Con la llegada del 1 de agosto, Paraguay se viste de tradición para dar la bienvenida al mes con una práctica ancestral que busca ahuyentar la mala suerte y purificar el cuerpo: el consumo de carrulim. Este brebaje, cuyo nombre es un acrónimo de sus tres ingredientes principales —caña, ruda y limón—, es un pilar de la cultura popular paraguaya.

Orígenes de la tradición
El origen del carrulim se remonta a una fusión de la sabiduría guaraní y la cultura española. Los pueblos guaraníes ya utilizaban plantas medicinales y rituales para enfrentar las épocas difíciles. La ruda, con sus propiedades protectoras y medicinales, y el limón eran parte de su herbolario ancestral. Con la llegada de los colonizadores españoles, se incorporó la caña, una bebida alcohólica que se producía en la región.
Esta mezcla se popularizó como un potente antigripal y una forma de "limpiar" el cuerpo y el espíritu. El mes de agosto, conocido popularmente como "agosto, vaka piru ha tuja rerahaha" (agosto, el que se lleva a las vacas flacas y a los viejos), era considerado un periodo difícil por sus cambios de clima y la escasez de alimentos. Por ello, se creía que tomar carrulim en este día proporcionaba la energía y la protección necesarias para superar el mes.
La preparación y el ritual
La tradición dicta que el carrulim debe ser preparado con anticipación, dejando macerar las hojas de ruda en la caña por al menos un día para que liberen sus propiedades. Luego se le añade el jugo de limón. El ritual, que se mantiene vivo en miles de hogares paraguayos, consiste en beber siete tragos pequeños en ayunas el 1 de agosto, para asegurar salud, buena suerte y espantar las "malas vibras".
Con el tiempo, la tradición ha evolucionado y se han creado diversas variantes, como el carrulim "levantol", con miel y catuaba, o el "antipirevai", con cáscara de naranja.
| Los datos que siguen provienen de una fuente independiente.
//! Transactions: all-or-nothing multi-table mutation
//!
//! A [`Transaction`] stages writes in per-table [`PseudoTable`] shadows.
//! Reads through a pseudo table see staged writes first, then the real
//! table, and never see staged removals. Nothing touches the registry
//! until the callback passed to [`Transaction::exec`] returns `Ok`.
//!
//! Concurrent transactions are not coordinated with each other; the last
//! one applied wins for any item both touched.

use crate::database::{Shared, TableState};
use crate::table::build_item;
use coffer_core::codec::object_payload;
use coffer_core::{deep_copy_object, freeze, thaw, Error, Item, Result, Schema};
use serde_json::Value;
use std::collections::btree_map::Entry;
use std::collections::{BTreeMap, BTreeSet};
use std::sync::Arc;
use tracing::debug;
use uuid::Uuid;

/// Staged changes for one table
#[derive(Debug, Default)]
struct Staging {
    schema: Option<Arc<Schema>>,
    writes: BTreeMap<String, Arc<Item>>,
    removed: BTreeSet<String>,
}

impl Staging {
    fn is_empty(&self) -> bool {
        self.writes.is_empty() && self.removed.is_empty()
    }
}

/// Multi-table transaction over a [`Database`](crate::Database)
///
/// # Example
///
/// ```ignore
/// db.transaction().exec(|tx| {
///     let mut accounts = tx.fetch_table("accounts")?;
///     accounts.merge_item_by_id("a", json!({"balance": 10}))?;
///     accounts.merge_item_by_id("b", json!({"balance": 90}))?;
///     Ok(())
/// })?;
/// ```
pub struct Transaction<'db> {
    shared: &'db Shared,
    staged: BTreeMap<String, Staging>,
}

impl<'db> Transaction<'db> {
    pub(crate) fn new(shared: &'db Shared) -> Self {
        Transaction {
            shared,
            staged: BTreeMap::new(),
        }
    }

    /// Staging view of table `label`
    ///
    /// The same staged changes are returned for repeated calls with the
    /// same label.
    pub fn fetch_table(&mut self, label: &str) -> Result<PseudoTable<'_>> {
        self.shared.ensure_initialized()?;
        let staging = match self.staged.entry(label.to_string()) {
            Entry::Occupied(entry) => entry.into_mut(),
            Entry::Vacant(entry) => {
                let schema = self.shared.registry().read().table(label)?.schema.clone();
                entry.insert(Staging {
                    schema,
                    ..Staging::default()
                })
            }
        };
        Ok(PseudoTable {
            shared: self.shared,
            label: label.to_string(),
            staging,
        })
    }

    /// Run `f`, then apply everything it staged and wait for the save
    ///
    /// When `f` fails nothing is applied and no save is requested. When it
    /// succeeds all staged changes are applied under one registry write
    /// lock and `f`'s value is returned once a save covering them finished.
    pub fn exec<T, F>(mut self, f: F) -> Result<T>
    where
        F: FnOnce(&mut Transaction<'db>) -> Result<T>,
    {
        let value = f(&mut self)?;

        self.staged.retain(|_, staging| !staging.is_empty());
        if self.staged.is_empty() {
            return Ok(value);
        }

        {
            let mut registry = self.shared.registry().write();
            for label in self.staged.keys() {
                registry.table(label)?;
            }
            for (label, staging) in std::mem::take(&mut self.staged) {
                let table = registry.table_mut(&label)?;
                let (writes, removed) = (staging.writes.len(), staging.removed.len());
                table.index.extend(staging.writes);
                for id in &staging.removed {
                    table.index.remove(id);
                }
                debug!(
                    target: "coffer::txn",
                    table = %label,
                    writes,
                    removed,
                    "Applied staged changes"
                );
            }
        }

        self.shared.request_save().wait()?;
        Ok(value)
    }
}

impl std::fmt::Debug for Transaction<'_> {
    fn fmt(&self, f: &mut std::fmt::Formatter<'_>) -> std::fmt::Result {
        f.debug_struct("Transaction")
            .field("tables", &self.staged.keys().collect::<Vec<_>>())
            .finish()
    }
}

/// In-transaction shadow of one table
pub struct PseudoTable<'a> {
    shared: &'a Shared,
    label: String,
    staging: &'a mut Staging,
}

impl PseudoTable<'_> {
    /// Table label
    pub fn label(&self) -> &str {
        &self.label
    }

    /// Fresh UUID v4 unused by both the real and the staged table
    pub fn random_item_id(&self) -> Result<String> {
        loop {
            let id = Uuid::new_v4().to_string();
            if self.lookup(&id)?.is_none() && !self.staging.removed.contains(&id) {
                return Ok(id);
            }
        }
    }

    /// Stage a new item
    pub fn insert_item(&mut self, id: &str, data: Value) -> Result<Arc<Item>> {
        let data = object_payload(&data)?;
        if self.lookup(id)?.is_some() {
            return Err(Error::DuplicateId {
                table: self.label.clone(),
                id: id.to_string(),
            });
        }
        let item = freeze(build_item(&self.label, self.staging.schema.as_deref(), id, &data)?);
        Ok(self.stage(item))
    }

    /// Stage a full replacement of an existing item
    pub fn update_item(&mut self, item: Item) -> Result<Arc<Item>> {
        let data = deep_copy_object(&item.data())?;
        self.existing(item.id())?;
        let item = freeze(build_item(
            &self.label,
            self.staging.schema.as_deref(),
            item.id(),
            &data,
        )?);
        Ok(self.stage(item))
    }

    /// Stage a replacement payload for item `id`
    pub fn update_item_by_id(&mut self, id: &str, data: Value) -> Result<Arc<Item>> {
        let data = object_payload(&data)?;
        self.existing(id)?;
        let item = freeze(build_item(&self.label, self.staging.schema.as_deref(), id, &data)?);
        Ok(self.stage(item))
    }

    /// Stage `data` overlaid onto item `id`
    pub fn merge_item_by_id(&mut self, id: &str, data: Value) -> Result<Arc<Item>> {
        let patch = object_payload(&data)?;
        let mut merged = self.existing(id)?.data();
        for (field, value) in patch {
            if field == coffer_core::ID_FIELD {
                return Err(Error::InvalidKey {
                    reason: "payload must not carry the reserved 'id' field".to_string(),
                });
            }
            merged.insert(field, value);
        }
        let item = freeze(build_item(&self.label, self.staging.schema.as_deref(), id, &merged)?);
        Ok(self.stage(item))
    }

    /// Stage removal of `item`
    pub fn remove_item(&mut self, item: &Item) -> Result<()> {
        self.remove_item_by_id(item.id())
    }

    /// Stage removal of item `id`
    pub fn remove_item_by_id(&mut self, id: &str) -> Result<()> {
        self.existing(id)?;
        self.staging.writes.remove(id);
        self.staging.removed.insert(id.to_string());
        Ok(())
    }

    /// Item `id` as the transaction sees it
    pub fn fetch_item(&self, id: &str) -> Result<Arc<Item>> {
        self.existing(id)
    }

    /// Editable copy of item `id`
    pub fn fetch_item_cloned(&self, id: &str) -> Result<Item> {
        self.existing(id).map(|item| thaw(&item))
    }

    /// True if item `id` exists as the transaction sees it
    pub fn has_item(&self, id: &str) -> Result<bool> {
        Ok(self.lookup(id)?.is_some())
    }

    /// Ids visible to the transaction, ascending
    pub fn ids(&self) -> Result<Vec<String>> {
        self.with_table(|table| {
            let mut ids: BTreeSet<String> = table.index.keys().cloned().collect();
            ids.extend(self.staging.writes.keys().cloned());
            for id in &self.staging.removed {
                ids.remove(id);
            }
            Ok(ids.into_iter().collect())
        })
    }

    /// Number of items visible to the transaction
    pub fn len(&self) -> Result<usize> {
        self.ids().map(|ids| ids.len())
    }

    /// True if no items are visible to the transaction
    pub fn is_empty(&self) -> Result<bool> {
        self.len().map(|n| n == 0)
    }

    fn stage(&mut self, item: Arc<Item>) -> Arc<Item> {
        let id = item.id().to_string();
        self.staging.removed.remove(&id);
        self.staging.writes.insert(id, Arc::clone(&item));
        item
    }

    fn lookup(&self, id: &str) -> Result<Option<Arc<Item>>> {
        if self.staging.removed.contains(id) {
            return Ok(None);
        }
        if let Some(item) = self.staging.writes.get(id) {
            return Ok(Some(Arc::clone(item)));
        }
        self.with_table(|table| Ok(table.index.get(id).cloned()))
    }

    fn existing(&self, id: &str) -> Result<Arc<Item>> {
        self.lookup(id)?.ok_or_else(|| Error::ItemNotFound {
            table: self.label.clone(),
            id: id.to_string(),
        })
    }

    fn with_table<T>(&self, f: impl FnOnce(&TableState) -> Result<T>) -> Result<T> {
        let registry = self.shared.registry().read();
        f(registry.table(&self.label)?)
    }
}

impl std::fmt::Debug for PseudoTable<'_> {
    fn fmt(&self, f: &mut std::fmt::Formatter<'_>) -> std::fmt::Result {
        f.debug_struct("PseudoTable")
            .field("label", &self.label)
            .field("writes", &self.staging.writes.len())
            .field("removed", &self.staging.removed.len())
            .finish()
    }
}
Incluso, en 2019, esta bebida fue declarada Patrimonio Cultural Inmaterial por la Secretaría Nacional de Cultura (SNC), lo que resalta su importancia como símbolo de identidad y resistencia cultural en el país.
El carrulim no es solo una bebida, es un acto de fe y una forma de honrar las raíces ancestrales, una tradición que se transmite de generación en generación y que se celebra cada año con renovada devoción.